Fleming’s thirteenth Bond publication (the twelfth novel); the ninth film.  This will be a short post, mostly because I lost my notes for the movie and don’t feel like watching it again (that’s not to say I find the movie terribly bad, I’m just not up for it again for a while).

The basic premise in both the novel and the film is the same:  kill Francisco Scaramanga, a professional assassin known as the man with the golden gun.  The critical difference, however, is that, in the novel, Scaramanga has no clue who James Bond is at first and unwittingly hires him to act as his assistant during a gangster meeting Scaramanga hosts in Jamaica to raise funds for a hotel he is developing called the Thunder Bird.  Scaramanga only learns that Bond is an MI6 agent sent to kill him when one of his guests – an agent sent from Moscow to kill Bond – identifies 007 and informs Scaramanga.  In the film, by contrast, Scaramanga actually looks forward to meeting Bond because he views 007 as a world-class professional who might be a sporting challenge for Scaramanga, who keeps his gun skills sharp by inviting other assassins to his remote island hideout for duels in an elaborate fun house.

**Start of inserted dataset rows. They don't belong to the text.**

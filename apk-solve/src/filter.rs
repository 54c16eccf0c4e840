//! Candidate filtering.

use std::{collections::HashSet, sync::Arc};

use apk_types::{Package, VersionComparison};

use crate::{
    resolver::Resolver,
    types::{Disqualified, PinnedPackage},
};

/// The predicate stack applied to a candidate list.
///
/// Every predicate is optional; disqualified candidates are always
/// excluded.
#[derive(Clone, Copy, Debug, Default)]
pub(crate) struct FilterOptions<'a> {
    /// Retain only candidates whose effective version for the queried name
    /// satisfies the comparison. A `None` comparison accepts any version.
    pub(crate) version: Option<(Option<VersionComparison>, &'a str)>,
    /// Non-exclusive: when any candidate carries this pin, drop the ones
    /// that do not; otherwise keep all.
    pub(crate) prefer_pin: Option<&'a str>,
    /// Exclusive: candidates carrying a pin must carry exactly this one;
    /// unpinned candidates always pass.
    pub(crate) allow_pin: Option<&'a str>,
    /// Soft pin to an already-selected package: when a candidate matches its
    /// name and version, drop the ones that do not; otherwise keep all.
    pub(crate) installed: Option<&'a Arc<Package>>,
}

impl Resolver {
    /// Applies a predicate stack to `candidates` for the name being queried.
    ///
    /// Candidates in the disqualified set never pass; duplicates (the same
    /// package listed more than once under a name) are reduced to their
    /// first occurrence. Candidates whose version fails to parse are
    /// silently dropped by the version predicate, not disqualified.
    pub(crate) fn filter_candidates(
        &self,
        name: &str,
        candidates: &[PinnedPackage],
        options: &FilterOptions,
        disqualified: &Disqualified,
    ) -> Vec<PinnedPackage> {
        let mut seen = HashSet::new();
        let mut result: Vec<PinnedPackage> = candidates
            .iter()
            .filter(|candidate| !disqualified.contains(candidate.id))
            .filter(|candidate| seen.insert(candidate.id))
            .cloned()
            .collect();

        if let Some((Some(comparison), required)) = options.version {
            let required = self.parse_version(required);
            result.retain(|candidate| {
                let Ok(required) = &required else {
                    return false;
                };
                let effective = self.effective_version(&candidate.package, name);
                match self.parse_version(&effective) {
                    Ok(actual) => comparison.satisfied_by(&actual, required),
                    Err(_) => false,
                }
            });
        }

        if let Some(allow) = options.allow_pin {
            result.retain(|candidate| candidate.pin.is_empty() || candidate.pin == allow);
        }

        if let Some(installed) = options.installed {
            let matches = |candidate: &PinnedPackage| {
                candidate.package.name == installed.name
                    && candidate.package.version == installed.version
            };
            if result.iter().any(matches) {
                result.retain(matches);
            }
        }

        if let Some(pin) = options.prefer_pin {
            if result.iter().any(|candidate| candidate.pin == pin) {
                result.retain(|candidate| candidate.pin == pin);
            }
        }

        result
    }

    /// Returns the version under which `package` satisfies `name`.
    ///
    /// The package's own version applies when it carries the name itself, or
    /// when the matching provider token does not declare a version of its
    /// own.
    pub(crate) fn effective_version(&self, package: &Package, name: &str) -> String {
        if package.name == name {
            return package.version.clone();
        }
        for token in &package.provides {
            let provided = self.parse_constraint(token);
            if provided.name == name {
                return if provided.version.is_empty() {
                    package.version.clone()
                } else {
                    provided.version
                };
            }
        }
        package.version.clone()
    }
}
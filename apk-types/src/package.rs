//! Package metadata consumed by the resolver.

use std::fmt::{Display, Formatter};

use serde::{Deserialize, Serialize};

/// The metadata record of a single package in a repository index.
///
/// A `Package` is immutable input to the resolver; it is produced by the
/// index loader and never modified afterwards. Dependency, provider and
/// install-if entries are kept as raw constraint tokens (see
/// [`crate::Constraint`]) and parsed lazily where needed.
#[derive(Clone, Debug, Default, Deserialize, Eq, PartialEq, Serialize)]
pub struct Package {
    /// The name of the package.
    pub name: String,
    /// The package version.
    pub version: String,
    /// The source package this package was built from.
    ///
    /// Packages built together share their origin, which makes it usable as
    /// a grouping label during candidate selection.
    #[serde(default)]
    pub origin: String,
    /// The URI of the index this package belongs to.
    #[serde(default)]
    pub repository: String,
    /// Preference used to rank competing providers of the same virtual name.
    #[serde(default)]
    pub provider_priority: u64,
    /// Constraint tokens this package depends on.
    ///
    /// Negated tokens (leading `!`) declare conflicts.
    #[serde(default)]
    pub dependencies: Vec<String>,
    /// Virtual names this package provides, each optionally `name=version`.
    #[serde(default)]
    pub provides: Vec<String>,
    /// Constraint tokens that, when all of them are satisfied by the
    /// selected package set, trigger automatic installation of this package.
    #[serde(default)]
    pub install_if: Vec<String>,
}

impl Package {
    /// Returns the file name of the package archive.
    ///
    /// ## Examples
    /// ```
    /// use apk_types::Package;
    ///
    /// let package = Package {
    ///     name: "busybox".to_string(),
    ///     version: "1.36.1-r5".to_string(),
    ///     ..Default::default()
    /// };
    /// assert_eq!("busybox-1.36.1-r5.apk", package.filename());
    /// ```
    pub fn filename(&self) -> String {
        format!("{}-{}.apk", self.name, self.version)
    }
}

impl Display for Package {
    fn fmt(&self, fmt: &mut Formatter) -> std::fmt::Result {
        write!(fmt, "{}-{}", self.name, self.version)
    }
}

#[cfg(test)]
mod tests {
    use testresult::TestResult;

    use super::*;

    #[test]
    fn package_from_json() -> TestResult {
        let package: Package = serde_json::from_str(
            r#"{
                "name": "tzdata",
                "version": "2024a-r0",
                "origin": "tzdata",
                "install_if": ["docs", "tzdata=2024a-r0"]
            }"#,
        )?;
        assert_eq!("tzdata", package.name);
        assert_eq!("tzdata-2024a-r0.apk", package.filename());
        assert_eq!("tzdata-2024a-r0", format!("{package}"));
        assert!(package.dependencies.is_empty());
        assert_eq!(2, package.install_if.len());
        Ok(())
    }
}
//! The signing key directory.

use std::{fs, path::Path};

use log::debug;

use crate::Error;

/// A named signing key: the key's file name and its contents.
#[derive(Clone, Debug, Eq, PartialEq)]
pub struct SigningKey {
    /// The file name of the key.
    pub name: String,
    /// The raw contents of the key file.
    pub data: Vec<u8>,
}

/// Reads every regular file in `directory` as a named signing key.
///
/// Entries that are not regular files are skipped. Keys are returned sorted
/// by name, so the result is deterministic regardless of directory
/// iteration order.
///
/// # Errors
///
/// Returns an error if `directory` is not a directory or an entry cannot be
/// read.
pub fn read_keys(directory: impl AsRef<Path>) -> Result<Vec<SigningKey>, Error> {
    let directory = directory.as_ref();
    if !directory.is_dir() {
        return Err(Error::NotADirectory {
            path: directory.to_path_buf(),
        });
    }

    let entries = fs::read_dir(directory).map_err(|source| Error::IoPath {
        path: directory.to_path_buf(),
        context: "reading the key directory",
        source,
    })?;

    let mut keys = Vec::new();
    for entry in entries {
        let entry = entry.map_err(|source| Error::IoPath {
            path: directory.to_path_buf(),
            context: "reading a key directory entry",
            source,
        })?;
        let file_type = entry.file_type().map_err(|source| Error::IoPath {
            path: entry.path(),
            context: "reading the file type of a key",
            source,
        })?;
        if !file_type.is_file() {
            continue;
        }

        let data = fs::read(entry.path()).map_err(|source| Error::IoPath {
            path: entry.path(),
            context: "reading a key file",
            source,
        })?;
        keys.push(SigningKey {
            name: entry.file_name().to_string_lossy().into_owned(),
            data,
        });
    }

    keys.sort_by(|a, b| a.name.cmp(&b.name));
    debug!("Read {} signing keys from {directory:?}.", keys.len());
    Ok(keys)
}
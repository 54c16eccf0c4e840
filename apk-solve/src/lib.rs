#![doc = include_str!("../README.md")]

mod compare;
mod error;
mod filter;
mod index;
mod resolver;
mod solution;
mod types;

pub use error::Error;
pub use index::NamedIndex;
pub use resolver::Resolver;
pub use solution::PackageSolution;
pub use solution::Solution;
pub use types::Cancellation;
pub use types::Disqualified;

There are few similarities to explore.  In the novel, Scaramanga is a gruff and unsophisticated – but thoroughly ruthless – sociopath hell-bent on saving his investment in the Thunderbird and expanding his criminal syndicate’s operation.  In the novel, Scaramanga is a suave and charming loner, offering Bond champagne when he arrives on Scaramanga’s beach.   In the film, one gets the sense that Scaramanga, rather than being desperate for cash, is enjoying a relaxing life of semi-retirement and luxury that leaves him a bit bored.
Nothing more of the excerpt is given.